The chiefdom is characterized by two main types of vegetation: natural and artificial. Natural vegetation can be found throughout the forests of Kaniola (Lushoze and Mugaba), Tubimbi, and Kabugi, alongside scattered grasslands. Artificial vegetation is represented by plantations and woodlands comprising eucalyptus, pine, grevilleas, cinchona, coffee, and tea trees. Notable plantations include those in Okra, Irabata, Muleke, Cibeke, Isingo, Nduba, and Muzinzi (Kaderhe, Nyangezi). A significant aspect of Ngweshe Chiefdom's environment is the deforestation of much of the mountain and hill areas, previously subjected to reforestation efforts during the Belgian colonial period. Regions such as the Businga hills (Nyangezi), Cibeke (Burhale), and the "Mise en garde" escarpment overlooking the Tubimbi Commercial Center have experienced severe erosion, leading to a loss of forest cover.

=== Climate ===
The Ngweshe Chiefdom experiences a humid subtropical climate with distinct dry and rainy seasons.
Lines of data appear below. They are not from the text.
//! Section Extractor — pulls the score and the four labelled sections out of free model text.
//!
//! Nothing in here fails. Missing or malformed pieces come back as `None` / empty,
//! and the renderer decides how to present the gaps.

use std::collections::BTreeMap;
use std::sync::LazyLock;

use regex::Regex;
use serde::Serialize;
use tracing::debug;

use crate::report::sections::{SectionKey, MAX_SCORE, MIN_SCORE};

/// `Pontuação: 3.5/5`, also `pontuacao 3,5 / 5` and `Pontua: 4/5`.
static SCORE_PATTERN: LazyLock<Regex> = LazyLock::new(|| {
    Regex::new(r"(?i)Pontua(?:ção|cao)?:?\s*([0-9]+(?:[.,][0-9]*)?)\s*/\s*5").unwrap()
});

/// Start of the next bolded label: `**` plus a word character at the beginning of a line.
static NEXT_LABEL: LazyLock<Regex> = LazyLock::new(|| Regex::new(r"\n\*\*\w").unwrap());

/// Compiled label patterns for the fixed sections, built once.
static SECTION_PATTERNS: LazyLock<BTreeMap<SectionKey, Regex>> = LazyLock::new(|| {
    SectionKey::ALL
        .into_iter()
        .filter_map(|key| label_pattern(key.label()).map(|re| (key, re)))
        .collect()
});

/// Structured view of a model reply.
#[derive(Debug, Clone, Default, PartialEq, Serialize)]
pub struct ParsedReport {
    /// Always within `[0.0, 5.0]` when present.
    pub score: Option<f64>,
    /// Only sections that were found with a non-empty body.
    pub sections: BTreeMap<SectionKey, String>,
}

impl ParsedReport {
    pub fn section(&self, key: SectionKey) -> Option<&str> {
        self.sections.get(&key).map(String::as_str)
    }
}

/// Body of the section introduced by `label`, trimmed; empty if the label is absent.
///
/// The label matches case-insensitively and may be followed by a stray colon.
/// The body runs to the next bolded label or the end of the text.
pub fn extract_section(text: &str, label: &str) -> String {
    match label_pattern(label) {
        Some(label_re) => section_body(text, &label_re),
        None => String::new(),
    }
}

fn label_pattern(label: &str) -> Option<Regex> {
    Regex::new(&format!("(?i){}:?", regex::escape(label))).ok()
}

fn section_body(text: &str, label_re: &Regex) -> String {
    let Some(found) = label_re.find(text) else {
        return String::new();
    };

    let rest = &text[found.end()..];
    let body = match NEXT_LABEL.find(rest) {
        Some(next) => &rest[..next.start()],
        None => rest,
    };

    body.trim().to_string()
}

/// The first `Pontuação: X.X/5` value, clamped into `[0.0, 5.0]`.
pub fn parse_score(text: &str) -> Option<f64> {
    let captures = SCORE_PATTERN.captures(text)?;
    score_from_token(captures.get(1)?.as_str())
}

/// `3,5` or `3.5` as a clamped score; `None` if the token is not a number.
fn score_from_token(token: &str) -> Option<f64> {
    let raw = token.replace(',', ".");

    match raw.parse::<f64>() {
        Ok(value) => Some(value.clamp(MIN_SCORE, MAX_SCORE)),
        Err(e) => {
            debug!("Score token '{raw}' matched but did not parse: {e}");
            None
        }
    }
}

/// Score plus every section that has content.
pub fn parse_report(text: &str) -> ParsedReport {
    let sections = SECTION_PATTERNS
        .iter()
        .filter_map(|(key, label_re)| {
            let body = section_body(text, label_re);
            (!body.is_empty()).then_some((*key, body))
        })
        .collect();

    ParsedReport {
        score: parse_score(text),
        sections,
    }
}

#[cfg(test)]
mod tests {
    use super::*;

    const FULL_REPORT: &str = "**Pontuação de Segurança LGBT-Friendly:**
Pontuação: 4.5/5

**Justificativa da Nota:**
Casamento igualitário desde 2001 e leis antidiscriminação amplas.

**Resumo Geral da Situação:**
Destino muito seguro.
Cena LGBT+ vibrante.

**Alertas de Segurança:**
- Atenção a furtos em áreas turísticas.

**Dicas Locais LGBT+:**
- Bares na Reguliersdwarsstraat.
";

    #[test]
    fn test_scenario_partial_report() {
        let text = "**Pontuação de Segurança LGBT-Friendly:**\nPontuação: 3.5/5\n\n**Justificativa da Nota:**\nTexto A\n\n**Resumo Geral da Situação:**\nTexto B";

        let parsed = parse_report(text);

        assert_eq!(parsed.score, Some(3.5));
        assert_eq!(parsed.section(SectionKey::Justification), Some("Texto A"));
        assert_eq!(parsed.section(SectionKey::Summary), Some("Texto B"));
        assert_eq!(parsed.section(SectionKey::SafetyAlerts), None);
        assert_eq!(parsed.section(SectionKey::LocalTips), None);
    }

    #[test]
    fn test_scenario_empty_input() {
        assert_eq!(parse_report(""), ParsedReport::default());
    }

    #[test]
    fn test_full_report_parses_every_section() {
        let parsed = parse_report(FULL_REPORT);

        assert_eq!(parsed.score, Some(4.5));
        assert_eq!(parsed.sections.len(), 4);
        assert_eq!(
            parsed.section(SectionKey::Summary),
            Some("Destino muito seguro.\nCena LGBT+ vibrante.")
        );
        assert_eq!(
            parsed.section(SectionKey::LocalTips),
            Some("- Bares na Reguliersdwarsstraat.")
        );
    }

    #[test]
    fn test_error_text_degrades_fully() {
        let parsed = parse_report(
            "ERRO: Não foi possível gerar o relatório para 'Lima' devido a um problema na API Gemini: timeout",
        );
        assert_eq!(parsed, ParsedReport::default());
    }

    #[test]
    fn test_extract_section_returns_body_trimmed() {
        let body = "Primeira linha.\n\n  - item com **negrito** no meio\nÚltima linha.";
        let text = format!("**Alertas de Segurança:**\n\n   {body}  \n\n");

        assert_eq!(extract_section(&text, "**Alertas de Segurança:**"), body);
    }

    #[test]
    fn test_extract_section_is_case_insensitive() {
        let text = "**ALERTAS DE SEGURANÇA:**\nCuidado à noite.";
        assert_eq!(
            extract_section(text, "**Alertas de Segurança:**"),
            "Cuidado à noite."
        );
    }

    #[test]
    fn test_extract_section_missing_label_is_empty() {
        assert_eq!(extract_section(FULL_REPORT, "**Outra Seção:**"), "");
        assert_eq!(extract_section("", "**Resumo Geral da Situação:**"), "");
    }

    #[test]
    fn test_extract_section_tolerates_extra_colon() {
        let text = "**Dicas Locais LGBT+:**: Centro comunitário X.";
        assert_eq!(
            extract_section(text, "**Dicas Locais LGBT+:**"),
            "Centro comunitário X."
        );
    }

    #[test]
    fn test_extract_section_stops_at_immediately_following_label() {
        let text = "**Alertas de Segurança:**\n**Dicas Locais LGBT+:**\nBar Y.";
        assert_eq!(extract_section(text, "**Alertas de Segurança:**"), "");
        assert_eq!(extract_section(text, "**Dicas Locais LGBT+:**"), "Bar Y.");
    }

    #[test]
    fn test_extract_section_uses_first_occurrence() {
        let text = "**Resumo Geral da Situação:**\nPrimeiro.\n**Resumo Geral da Situação:**\nSegundo.";
        assert_eq!(
            extract_section(text, "**Resumo Geral da Situação:**"),
            "Primeiro."
        );
    }

    #[test]
    fn test_parse_score_well_formed() {
        assert_eq!(parse_score("Pontuação: 4.5/5"), Some(4.5));
    }

    #[test]
    fn test_parse_score_variants() {
        assert_eq!(parse_score("pontuacao 3,5 / 5"), Some(3.5));
        assert_eq!(parse_score("PONTUAÇÃO: 2/5"), Some(2.0));
        assert_eq!(parse_score("Pontua: 1/5"), Some(1.0));
    }

    #[test]
    fn test_parse_score_clamps_out_of_range() {
        assert_eq!(parse_score("Pontuação: 7.0/5"), Some(5.0));
        assert_eq!(parse_score("Pontuação: 12/5"), Some(5.0));
    }

    #[test]
    fn test_parse_score_ignores_header_and_missing_pattern() {
        assert_eq!(parse_score("**Pontuação de Segurança LGBT-Friendly:**"), None);
        assert_eq!(parse_score("Nota: 4.5 de 5"), None);
        assert_eq!(parse_score(""), None);
    }

    #[test]
    fn test_parse_score_skips_non_ascii_digits() {
        assert_eq!(
            parse_score("Pontuação ٣/5 (rascunho)\nPontuação: 4.5/5"),
            Some(4.5)
        );
        assert_eq!(parse_score("Pontuação: ٤/5"), None);
    }

    #[test]
    fn test_score_token_that_does_not_parse_is_absent() {
        assert_eq!(score_from_token("٤"), None);
        assert_eq!(score_from_token("4.5.1"), None);
        assert_eq!(score_from_token("3,5"), Some(3.5));
        assert_eq!(score_from_token("9"), Some(5.0));
    }

    #[test]
    fn test_every_section_label_has_a_cached_pattern() {
        assert_eq!(SECTION_PATTERNS.len(), SectionKey::ALL.len());
        for key in SectionKey::ALL {
            assert_eq!(
                section_body(FULL_REPORT, &SECTION_PATTERNS[&key]),
                extract_section(FULL_REPORT, key.label())
            );
        }
    }

    #[test]
    fn test_parsed_report_serializes_sections_by_key() {
        let json = serde_json::to_value(parse_report(FULL_REPORT)).unwrap();
        assert_eq!(json["score"], 4.5);
        assert!(json["sections"]["safety_alerts"]
            .as_str()
            .unwrap()
            .contains("furtos"));
    }
}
The dry season is characterized by elevated temperatures and a limited amount of rainfall.

During this period, the weather tends to be hot and arid, with a scarcity of precipitation. The dry season provides favorable conditions for certain agricultural practices, particularly the cultivation of marshy areas. Farmers take advantage of the reduced water levels in these regions to engage in activities such as rice farming or other crops that thrive in drier conditions. The average annual temperature in Ngweshe falls within the range of 19 °C to 23 °C, providing a generally mild and comfortable climate throughout the year. However, during the dry season, temperatures can rise to higher levels, with occasional heatwaves that further contribute to the aridity of the region. In contrast to the dry season, Ngweshe experiences a significant amount of rainfall during the rainy season. This period is characterized by increased humidity and more frequent precipitation. The rains rejuvenate the landscape, replenishing the water sources, and nourishing the agricultural fields. The region's flora and fauna also thrive during this time, benefiting from the abundant moisture. The specifics of the rainy season, such as its duration and intensity, may vary from year to year.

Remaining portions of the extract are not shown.